Introducing our newest Board member – Kerry Garikes


Kerry is a St. Stephen’s & St. Agnes (SSSAS) alum (2008) and also graduated from UVA and Yale.  She just moved to Seattle, WA where she is working as an architectural designer for a commercial architectural firm — and enjoying Seattle’s hottest summer on record!  Kerry is researching various options to refresh the design of the AFPVO web page — suggestions are welcome.  Any web designers out there???  Interested parties can reach Kerry at kerry.garikes@gmail.com.


The Board met with Mihail Tanase via Zoom to discuss plans for a new house and review the status of life at Pro Vita.


Fr. Sean returned from his July trip to Pro Vita in early August.  He noted that the Ukrainian refugee children are finally  feeling “rooted” in their new home; things there are going well, and daily life is in a rhythm.  Fr. Roman, the Ukrainian priest who accompanied the elderly evacuees, has remained with them in Valea Plopului.  New pictures have been added to the website Gallery (afpvo.org).  The fifth building in Posesti should be finished in the next 2-4 weeks.  It will serve as common space, kitchen, etc.  The four houses there are occupied by Ukrainian refugee families and children from the institution in Kiliya, Ukraine.


Big News is that Mihail and Melanie have proposed building another house on the Social Center property in Valenii de Munte, adjacent to the new basketball court.  The house will be a home for 8 more teens and will cost about $50,000 USD in addition to all the building materials Mihail has collected. The AFPVO Board has agreed to fund the construction.  This means that your donations are more important than ever as this is a very large project for AFPVO.  The Board and the Tanases would like to name the new house in honor of all of you who have supported Pro Vita  through the years.  The American House?  The AFPVO House?  Your suggestions are most welcome.


Several of the state-sponsored facilities that received Ukrainian children early on have announced closings around 1 October.  Pro Vita has generously decided to take 20 children from one facility and two teens from another in an effort to keep these displaced children together.
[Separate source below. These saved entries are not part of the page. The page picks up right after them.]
//! HTTP surface tests.
//!
//! The full router is exercised in-process through `tower::ServiceExt::oneshot`
//! so status codes and wire shapes are verified exactly as a client sees them.

use std::sync::Arc;

use axum::Router;
use axum::body::Body;
use axum::http::{Request, StatusCode, header};
use http_body_util::BodyExt;
use serde_json::{Value, json};
use tower::ServiceExt;

use swarmcart_server::config::ServerConfig;
use swarmcart_server::routes;
use swarmcart_server::state::AppState;
use swarmcart_server::store::MemoryStore;

fn app() -> Router {
    let state = AppState::new(ServerConfig::default(), Arc::new(MemoryStore::new()));
    routes::router().with_state(state)
}

fn get(uri: &str) -> Request<Body> {
    Request::builder()
        .uri(uri)
        .body(Body::empty())
        .expect("request")
}

fn post(uri: &str, body: &Value) -> Request<Body> {
    Request::builder()
        .method("POST")
        .uri(uri)
        .header(header::CONTENT_TYPE, "application/json")
        .body(Body::from(body.to_string()))
        .expect("request")
}

async fn body_json(response: axum::response::Response) -> Value {
    let bytes = response
        .into_body()
        .collect()
        .await
        .expect("body")
        .to_bytes();
    serde_json::from_slice(&bytes).expect("json body")
}

// =============================================================================
// Health
// =============================================================================

#[tokio::test]
async fn test_health_endpoints() {
    let app = app();
    let response = app.clone().oneshot(get("/health")).await.expect("send");
    assert_eq!(response.status(), StatusCode::OK);

    let response = app.oneshot(get("/health/ready")).await.expect("send");
    assert_eq!(response.status(), StatusCode::OK);
}

// =============================================================================
// Users and Products
// =============================================================================

#[tokio::test]
async fn test_user_directory_lists_fixed_users() {
    let response = app().oneshot(get("/api/users")).await.expect("send");
    assert_eq!(response.status(), StatusCode::OK);

    let users = body_json(response).await;
    let users = users.as_array().expect("array");
    assert_eq!(users.len(), 4);
    assert_eq!(users[0]["id"], "user1");
    assert_eq!(users[0]["name"], "Sanjay");
    assert!(users[0]["color"].as_str().expect("color").starts_with('#'));
}

#[tokio::test]
async fn test_products_carry_composite_scores() {
    let response = app().oneshot(get("/api/products")).await.expect("send");
    assert_eq!(response.status(), StatusCode::OK);

    let products = body_json(response).await;
    let products = products.as_array().expect("array");
    assert!(!products.is_empty());
    for product in products {
        assert!(product["compositeScore"].is_number(), "flattened score");
        assert!(product["vestoScore"].is_number(), "health under its wire name");
        assert!(product["priceHistory"].is_array());
    }
}

#[tokio::test]
async fn test_product_search() {
    let response = app()
        .oneshot(get("/api/products/search?q=YOGURT"))
        .await
        .expect("send");
    assert_eq!(response.status(), StatusCode::OK);

    let hits = body_json(response).await;
    assert_eq!(hits.as_array().expect("array").len(), 1);
    assert_eq!(hits[0]["id"], "d1");
}

// =============================================================================
// Cart Lifecycle over HTTP
// =============================================================================

#[tokio::test]
async fn test_create_join_add_over_http() {
    let app = app();

    let response = app
        .clone()
        .oneshot(post(
            "/api/carts",
            &json!({"ownerId": "user1", "cartName": "Groceries"}),
        ))
        .await
        .expect("send");
    assert_eq!(response.status(), StatusCode::OK);
    let cart = body_json(response).await;
    let cart_id = cart["id"].as_str().expect("id").to_owned();
    let invite = cart["inviteCode"].as_str().expect("invite").to_owned();
    assert_eq!(cart["optimizationScore"], 100);
    assert_eq!(cart["members"][0]["id"], "user1");

    let response = app
        .clone()
        .oneshot(post(
            "/api/carts/join",
            &json!({"inviteCode": invite, "userId": "user2"}),
        ))
        .await
        .expect("send");
    assert_eq!(response.status(), StatusCode::OK);
    let joined = body_json(response).await;
    assert_eq!(joined["members"].as_array().expect("members").len(), 2);

    let response = app
        .clone()
        .oneshot(post(
            &format!("/api/carts/{cart_id}/items"),
            &json!({"productId": "d1", "quantity": 2, "userId": "user2"}),
        ))
        .await
        .expect("send");
    assert_eq!(response.status(), StatusCode::OK);
    let view = body_json(response).await;
    assert_eq!(view["items"][0]["quantity"], 2);
    assert_eq!(view["items"][0]["product"]["name"], "Greek Yogurt Plain");
    assert_eq!(view["items"][0]["addedBy"], "user2");
    assert_eq!(view["activity"][0]["type"], "item_added");
}

#[tokio::test]
async fn test_add_item_defaults_quantity_to_one() {
    let app = app();
    let cart = body_json(
        app.clone()
            .oneshot(post(
                "/api/carts",
                &json!({"ownerId": "user1", "cartName": "Groceries"}),
            ))
            .await
            .expect("send"),
    )
    .await;
    let cart_id = cart["id"].as_str().expect("id");

    let response = app
        .oneshot(post(
            &format!("/api/carts/{cart_id}/items"),
            &json!({"productId": "b3", "userId": "user1"}),
        ))
        .await
        .expect("send");
    assert_eq!(response.status(), StatusCode::OK);
    let view = body_json(response).await;
    assert_eq!(view["items"][0]["quantity"], 1);
}

#[tokio::test]
async fn test_remove_item_over_http() {
    let app = app();
    let cart = body_json(
        app.clone()
            .oneshot(post(
                "/api/carts",
                &json!({"ownerId": "user1", "cartName": "Groceries"}),
            ))
            .await
            .expect("send"),
    )
    .await;
    let cart_id = cart["id"].as_str().expect("id").to_owned();

    let view = body_json(
        app.clone()
            .oneshot(post(
                &format!("/api/carts/{cart_id}/items"),
                &json!({"productId": "s1", "userId": "user1"}),
            ))
            .await
            .expect("send"),
    )
    .await;
    let item_id = view["items"][0]["id"].as_str().expect("item id");

    let response = app
        .oneshot(
            Request::builder()
                .method("DELETE")
                .uri(format!("/api/carts/{cart_id}/items/{item_id}"))
                .body(Body::empty())
                .expect("request"),
        )
        .await
        .expect("send");
    assert_eq!(response.status(), StatusCode::OK);
    let view = body_json(response).await;
    assert!(view["items"].as_array().expect("items").is_empty());
    assert_eq!(view["activity"][0]["type"], "item_removed");
}

// =============================================================================
// Error Mapping
// =============================================================================

#[tokio::test]
async fn test_missing_cart_is_404() {
    let response = app()
        .oneshot(get("/api/carts/no-such-cart"))
        .await
        .expect("send");
    assert_eq!(response.status(), StatusCode::NOT_FOUND);
    let body = body_json(response).await;
    assert!(body["error"].as_str().expect("error").contains("no-such-cart"));
}

#[tokio::test]
async fn test_unknown_owner_is_404() {
    let response = app()
        .oneshot(post(
            "/api/carts",
            &json!({"ownerId": "user99", "cartName": "Groceries"}),
        ))
        .await
        .expect("send");
    assert_eq!(response.status(), StatusCode::NOT_FOUND);
}

#[tokio::test]
async fn test_zero_quantity_is_400() {
    let app = app();
    let cart = body_json(
        app.clone()
            .oneshot(post(
                "/api/carts",
                &json!({"ownerId": "user1", "cartName": "Groceries"}),
            ))
            .await
            .expect("send"),
    )
    .await;
    let cart_id = cart["id"].as_str().expect("id");

    let response = app
        .oneshot(post(
            &format!("/api/carts/{cart_id}/items"),
            &json!({"productId": "d1", "quantity": 0, "userId": "user1"}),
        ))
        .await
        .expect("send");
    assert_eq!(response.status(), StatusCode::BAD_REQUEST);
}

#[tokio::test]
async fn test_bad_invite_code_is_404() {
    let response = app()
        .oneshot(post(
            "/api/carts/join",
            &json!({"inviteCode": "ZZZZZZ", "userId": "user1"}),
        ))
        .await
        .expect("send");
    assert_eq!(response.status(), StatusCode::NOT_FOUND);
}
Housing the additional 22 children is an enormous challenge. 


Until the new house is habitable, some of the children will live at the Social Center as the library/school room is being converted to a large bedroom with the acquisition of more bunkbeds. The others will be housed in the Admin Center in Valenii de Munte, which is being re-purposed as a dormitory facility. 

The Board approved the blueprints, and transferred starter funds to allow Mihail to purchase steel and concrete for the foundation.  Kerry will use her architectural expertise to review the interior plans and consult with Mihail on the build-out.
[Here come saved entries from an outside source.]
//! Enriched response views.
//!
//! Before every response and broadcast, the raw cart is joined with the
//! catalog (per item) and the user directory (per member). Unresolved
//! references are dropped from the view - never an error - and the enriched
//! form is never written back to the store.

use chrono::{DateTime, Utc};
use serde::Serialize;

use swarmcart_core::{CartId, ItemId, Product, UserId};

use crate::catalog::Catalog;
use crate::directory::{User, UserDirectory};

use super::cart::{ActivityEntry, Cart, CartItem};
use super::suggestion::Suggestion;

/// Most recent activity entries shown to clients; the store retains more.
const ACTIVITY_DISPLAY_CAP: usize = 20;

/// A cart item joined with its catalog product.
#[derive(Debug, Clone, Serialize)]
#[serde(rename_all = "camelCase")]
pub struct CartItemView {
    pub id: ItemId,
    pub quantity: u32,
    pub added_by: UserId,
    pub added_at: DateTime<Utc>,
    pub merged: bool,
    pub product: Product,
}

/// A member joined with the user directory.
#[derive(Debug, Clone, Serialize)]
#[serde(rename_all = "camelCase")]
pub struct MemberView {
    pub id: UserId,
    pub name: String,
    pub avatar: String,
    pub color: String,
}

impl From<&User> for MemberView {
    fn from(user: &User) -> Self {
        Self {
            id: user.id.clone(),
            name: user.name.clone(),
            avatar: user.avatar.clone(),
            color: user.color.clone(),
        }
    }
}

/// The enriched cart sent to callers and broadcast to subscribers.
#[derive(Debug, Clone, Serialize)]
#[serde(rename_all = "camelCase")]
pub struct CartView {
    pub id: CartId,
    pub name: String,
    pub owner_id: UserId,
    pub members: Vec<MemberView>,
    pub items: Vec<CartItemView>,
    pub invite_code: String,
    pub created_at: DateTime<Utc>,
    /// Newest first, capped for display.
    pub activity: Vec<ActivityEntry>,
    pub suggestions: Vec<Suggestion>,
    pub optimization_score: u8,
}

impl CartView {
    /// Join a raw cart with the catalog and user directory.
    #[must_use]
    pub fn enrich(cart: &Cart, catalog: &Catalog, directory: &UserDirectory) -> Self {
        let items = cart
            .items
            .iter()
            .filter_map(|item| enrich_item(item, catalog))
            .collect();

        let members = cart
            .members
            .iter()
            .filter_map(|member_id| directory.get(member_id).map(MemberView::from))
            .collect();

        Self {
            id: cart.id.clone(),
            name: cart.name.clone(),
            owner_id: cart.owner_id.clone(),
            members,
            items,
            invite_code: cart.invite_code.clone(),
            created_at: cart.created_at,
            activity: cart
                .activity
                .iter()
                .take(ACTIVITY_DISPLAY_CAP)
                .cloned()
                .collect(),
            suggestions: cart.suggestions.clone(),
            optimization_score: cart.optimization_score,
        }
    }
}

fn enrich_item(item: &CartItem, catalog: &Catalog) -> Option<CartItemView> {
    let product = catalog.get(&item.product_id)?;
    Some(CartItemView {
        id: item.id.clone(),
        quantity: item.quantity,
        added_by: item.added_by.clone(),
        added_at: item.added_at,
        merged: item.merged,
        product: product.clone(),
    })
}

#[cfg(test)]
mod tests {
    use super::*;
    use crate::models::cart::ActivityKind;
    use swarmcart_core::ProductId;

    fn cart_with(items: Vec<CartItem>, members: Vec<UserId>) -> Cart {
        Cart {
            id: CartId::new("c1"),
            name: "Groceries".to_owned(),
            owner_id: UserId::new("user1"),
            members,
            items,
            invite_code: "ABC123".to_owned(),
            created_at: Utc::now(),
            activity: Vec::new(),
            suggestions: Vec::new(),
            optimization_score: 100,
        }
    }

    fn item(id: &str, product_id: &str) -> CartItem {
        CartItem {
            id: ItemId::new(id),
            product_id: ProductId::new(product_id),
            quantity: 1,
            added_by: UserId::new("user1"),
            added_at: Utc::now(),
            merged: false,
        }
    }

    #[test]
    fn test_unresolved_item_dropped_from_view() {
        let catalog = Catalog::seeded();
        let directory = UserDirectory::seeded();
        let cart = cart_with(
            vec![item("i1", "d1"), item("i2", "discontinued")],
            vec![UserId::new("user1")],
        );

        let view = CartView::enrich(&cart, &catalog, &directory);
        assert_eq!(view.items.len(), 1);
        assert_eq!(view.items[0].product.id.as_str(), "d1");
    }

    #[test]
    fn test_unresolved_member_dropped_from_view() {
        let catalog = Catalog::seeded();
        let directory = UserDirectory::seeded();
        let cart = cart_with(
            Vec::new(),
            vec![UserId::new("user1"), UserId::new("ghost")],
        );

        let view = CartView::enrich(&cart, &catalog, &directory);
        assert_eq!(view.members.len(), 1);
        assert_eq!(view.members[0].name, "Sanjay");
    }

    #[test]
    fn test_activity_capped_at_twenty() {
        let catalog = Catalog::seeded();
        let directory = UserDirectory::seeded();
        let mut cart = cart_with(Vec::new(), vec![UserId::new("user1")]);
        for n in 0..30 {
            cart.push_activity(ActivityEntry {
                kind: ActivityKind::ItemAdded,
                user_id: UserId::new("user1"),
                message: format!("entry {n}"),
                product_name: None,
                product_emoji: None,
                timestamp: Utc::now(),
            });
        }

        let view = CartView::enrich(&cart, &catalog, &directory);
        assert_eq!(view.activity.len(), 20);
        // Newest first survives the cap.
        assert_eq!(view.activity[0].message, "entry 29");
        assert_eq!(cart.activity.len(), 30, "store retains the full log");
    }
}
The covering of the raw concrete walkways at the Social Center has fallen to lower on the project priority list given the demands of the refugee situation.

Somehow in the midst of all of this, the Tanases managed to arrange summer vacations for both the Romanian and Ukrainian children. The Romanian children are enjoying vacations on the Black Sea and the Ukrainian children are at a mountain resort where they have seen and used a swimming pool for the first time!  


Mihail and Melanie are spending a lot of time in Family Court and working with the Romanian authorities to straighten out all the guardianship issues as the war continues and the Ukrainians are becoming semi-permanent residents at Pro Vita.


The basketball court is being finished as you read this.  


The Ukrainian teachers are still rotating to the Social Center every 6 weeks or so.  Antuanetto has been there since April and will be returning after a brief vacation in Romania with her husband.  Evgenii who was there in April likely will be returning in October.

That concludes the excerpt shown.